*** Opening of DATA FOR THIS TASK ***

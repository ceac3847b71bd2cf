//! Security middleware: CORS, body size limit and response hardening headers.

use std::time::Duration;

use axum::Router;
use axum::extract::DefaultBodyLimit;
use axum::http::Method;
use axum::http::header::{self, HeaderValue};
#[cfg(any(test, feature = "config"))]
use clap::Args;
use serde::{Deserialize, Serialize};
use tower_http::compression::CompressionLayer;
use tower_http::cors::CorsLayer;
use tower_http::set_header::SetResponseHeaderLayer;

/// Origins allowed when none are configured.
const DEVELOPMENT_ORIGINS: [&str; 4] = [
    "http://localhost:3000",
    "http://localhost:8080",
    "http://127.0.0.1:3000",
    "http://127.0.0.1:8080",
];

/// CORS and request size settings.
#[derive(Debug, Clone, Serialize, Deserialize)]
#[cfg_attr(any(test, feature = "config"), derive(Args))]
#[must_use = "config does nothing unless you use it"]
pub struct SecurityConfig {
    /// Allowed CORS origins. Empty means local development origins.
    #[cfg_attr(
        any(test, feature = "config"),
        arg(long = "cors-allowed-origins", env = "CORS_ALLOWED_ORIGINS", value_delimiter = ',')
    )]
    pub allowed_origins: Vec<String>,

    /// Maximum age for CORS preflight responses in seconds.
    #[cfg_attr(
        any(test, feature = "config"),
        arg(long = "cors-max-age", env = "CORS_MAX_AGE", default_value = "3600")
    )]
    pub max_age_seconds: u64,

    /// Largest accepted request body in bytes.
    #[cfg_attr(
        any(test, feature = "config"),
        arg(long, env = "MAX_BODY_SIZE", default_value = "1048576")
    )]
    pub max_body_size: usize,
}

impl Default for SecurityConfig {
    fn default() -> Self {
        Self {
            allowed_origins: Vec::new(),
            max_age_seconds: 3600,
            max_body_size: 1024 * 1024,
        }
    }
}

impl SecurityConfig {
    /// Returns the CORS max age as a Duration.
    pub fn max_age(&self) -> Duration {
        Duration::from_secs(self.max_age_seconds)
    }

    /// Converts configured origins to header values, skipping unparsable ones.
    pub fn to_header_values(&self) -> Vec<HeaderValue> {
        if self.allowed_origins.is_empty() {
            return DEVELOPMENT_ORIGINS
                .into_iter()
                .map(HeaderValue::from_static)
                .collect();
        }

        self.allowed_origins
            .iter()
            .filter_map(|origin| origin.parse().ok())
            .collect()
    }
}

/// Extension trait for `axum::`[`Router`] to apply security middleware.
pub trait RouterSecurityExt<S> {
    /// Layers CORS, the body size limit, compression and `nosniff`.
    fn with_security(self, config: &SecurityConfig) -> Self;

    /// Layers security middleware with default configuration.
    fn with_default_security(self) -> Self;
}

impl<S> RouterSecurityExt<S> for Router<S>
where
    S: Clone + Send + Sync + 'static,
{
    fn with_security(self, config: &SecurityConfig) -> Self {
        let cors_layer = CorsLayer::new()
            .allow_origin(config.to_header_values())
            .allow_methods([Method::GET, Method::POST, Method::PUT, Method::DELETE])
            .allow_headers([header::AUTHORIZATION, header::CONTENT_TYPE, header::ACCEPT])
            .max_age(config.max_age());

        self.layer(DefaultBodyLimit::max(config.max_body_size))
            .layer(CompressionLayer::new())
            .layer(cors_layer)
            .layer(SetResponseHeaderLayer::overriding(
                header::X_CONTENT_TYPE_OPTIONS,
                HeaderValue::from_static("nosniff"),
            ))
    }

    fn with_default_security(self) -> Self {
        self.with_security(&SecurityConfig::default())
    }
}

#[cfg(test)]
mod tests {
    use axum::http::StatusCode;
    use axum::routing::post;
    use axum_test::TestServer;

    use super::*;
    use crate::extract::Json;

    async fn echo(Json(value): Json<serde_json::Value>) -> Json<serde_json::Value> {
        Json(value)
    }

    #[test]
    fn configured_origins_replace_defaults() {
        let config = SecurityConfig {
            allowed_origins: vec!["https://libris.example".into(), "bad\norigin".into()],
            ..SecurityConfig::default()
        };
        assert_eq!(config.to_header_values(), vec!["https://libris.example"]);
        assert_eq!(SecurityConfig::default().to_header_values().len(), 4);
    }

    #[tokio::test]
    async fn oversized_bodies_are_rejected() -> anyhow::Result<()> {
        let config = SecurityConfig {
            max_body_size: 64,
            ..SecurityConfig::default()
        };
        let router = Router::new().route("/", post(echo)).with_security(&config);
        let server = TestServer::new(router)?;

        let small = server.post("/").json(&serde_json::json!({"a": 1})).await;
        small.assert_status_ok();
        assert_eq!(small.header("x-content-type-options"), "nosniff");

        let big = serde_json::json!({ "a": "x".repeat(256) });
        let response = server.post("/").json(&big).await;
        response.assert_status(StatusCode::PAYLOAD_TOO_LARGE);
        Ok(())
    }
}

*** Close of DATA FOR THIS TASK ***

### TASK OBJECTIVE:
Would you output all the records above exactly as written?

### RESPONSE:
repository ceac3847b71bd2cf
//! Security middleware: CORS, body size limit and response hardening headers.

use std::time::Duration;

use axum::Router;
use axum::extract::DefaultBodyLimit;
use axum::http::Method;
use axum::http::header::{self, HeaderValue};
#[cfg(any(test, feature = "config"))]
use clap::Args;
use serde::{Deserialize, Serialize};
use tower_http::compression::CompressionLayer;
use tower_http::cors::CorsLayer;
use tower_http::set_header::SetResponseHeaderLayer;

/// Origins allowed when none are configured.
const DEVELOPMENT_ORIGINS: [&str; 4] = [
    "http://localhost:3000",
    "http://localhost:8080",
    "http://127.0.0.1:3000",
    "http://127.0.0.1:8080",
];

/// CORS and request size settings.
#[derive(Debug, Clone, Serialize, Deserialize)]
#[cfg_attr(any(test, feature = "config"), derive(Args))]
#[must_use = "config does nothing unless you use it"]
pub struct SecurityConfig {
    /// Allowed CORS origins. Empty means local development origins.
    #[cfg_attr(
        any(test, feature = "config"),
        arg(long = "cors-allowed-origins", env = "CORS_ALLOWED_ORIGINS", value_delimiter = ',')
    )]
    pub allowed_origins: Vec<String>,

    /// Maximum age for CORS preflight responses in seconds.
    #[cfg_attr(
        any(test, feature = "config"),
        arg(long = "cors-max-age", env = "CORS_MAX_AGE", default_value = "3600")
    )]
    pub max_age_seconds: u64,

    /// Largest accepted request body in bytes.
    #[cfg_attr(
        any(test, feature = "config"),
        arg(long, env = "MAX_BODY_SIZE", default_value = "1048576")
    )]
    pub max_body_size: usize,
}

impl Default for SecurityConfig {
    fn default() -> Self {
        Self {
            allowed_origins: Vec::new(),
            max_age_seconds: 3600,
            max_body_size: 1024 * 1024,
        }
    }
}

impl SecurityConfig {
    /// Returns the CORS max age as a Duration.
    pub fn max_age(&self) -> Duration {
        Duration::from_secs(self.max_age_seconds)
    }

    /// Converts configured origins to header values, skipping unparsable ones.
    pub fn to_header_values(&self) -> Vec<HeaderValue> {
        if self.allowed_origins.is_empty() {
            return DEVELOPMENT_ORIGINS
                .into_iter()
                .map(HeaderValue::from_static)
                .collect();
        }

        self.allowed_origins
            .iter()
            .filter_map(|origin| origin.parse().ok())
            .collect()
    }
}

/// Extension trait for `axum::`[`Router`] to apply security middleware.
pub trait RouterSecurityExt<S> {
    /// Layers CORS, the body size limit, compression and `nosniff`.
    fn with_security(self, config: &SecurityConfig) -> Self;

    /// Layers security middleware with default configuration.
    fn with_default_security(self) -> Self;
}

impl<S> RouterSecurityExt<S> for Router<S>
where
    S: Clone + Send + Sync + 'static,
{
    fn with_security(self, config: &SecurityConfig) -> Self {
        let cors_layer = CorsLayer::new()
            .allow_origin(config.to_header_values())
            .allow_methods([Method::GET, Method::POST, Method::PUT, Method::DELETE])
            .allow_headers([header::AUTHORIZATION, header::CONTENT_TYPE, header::ACCEPT])
            .max_age(config.max_age());

        self.layer(DefaultBodyLimit::max(config.max_body_size))
            .layer(CompressionLayer::new())
            .layer(cors_layer)
            .layer(SetResponseHeaderLayer::overriding(
                header::X_CONTENT_TYPE_OPTIONS,
                HeaderValue::from_static("nosniff"),
            ))
    }

    fn with_default_security(self) -> Self {
        self.with_security(&SecurityConfig::default())
    }
}

#[cfg(test)]
mod tests {
    use axum::http::StatusCode;
    use axum::routing::post;
    use axum_test::TestServer;

    use super::*;
    use crate::extract::Json;

    async fn echo(Json(value): Json<serde_json::Value>) -> Json<serde_json::Value> {
        Json(value)
    }

    #[test]
    fn configured_origins_replace_defaults() {
        let config = SecurityConfig {
            allowed_origins: vec!["https://libris.example".into(), "bad\norigin".into()],
            ..SecurityConfig::default()
        };
        assert_eq!(config.to_header_values(), vec!["https://libris.example"]);
        assert_eq!(SecurityConfig::default().to_header_values().len(), 4);
    }

    #[tokio::test]
    async fn oversized_bodies_are_rejected() -> anyhow::Result<()> {
        let config = SecurityConfig {
            max_body_size: 64,
            ..SecurityConfig::default()
        };
        let router = Router::new().route("/", post(echo)).with_security(&config);
        let server = TestServer::new(router)?;

        let small = server.post("/").json(&serde_json::json!({"a": 1})).await;
        small.assert_status_ok();
        assert_eq!(small.header("x-content-type-options"), "nosniff");

        let big = serde_json::json!({ "a": "x".repeat(256) });
        let response = server.post("/").json(&big).await;
        response.assert_status(StatusCode::PAYLOAD_TOO_LARGE);
        Ok(())
    }
}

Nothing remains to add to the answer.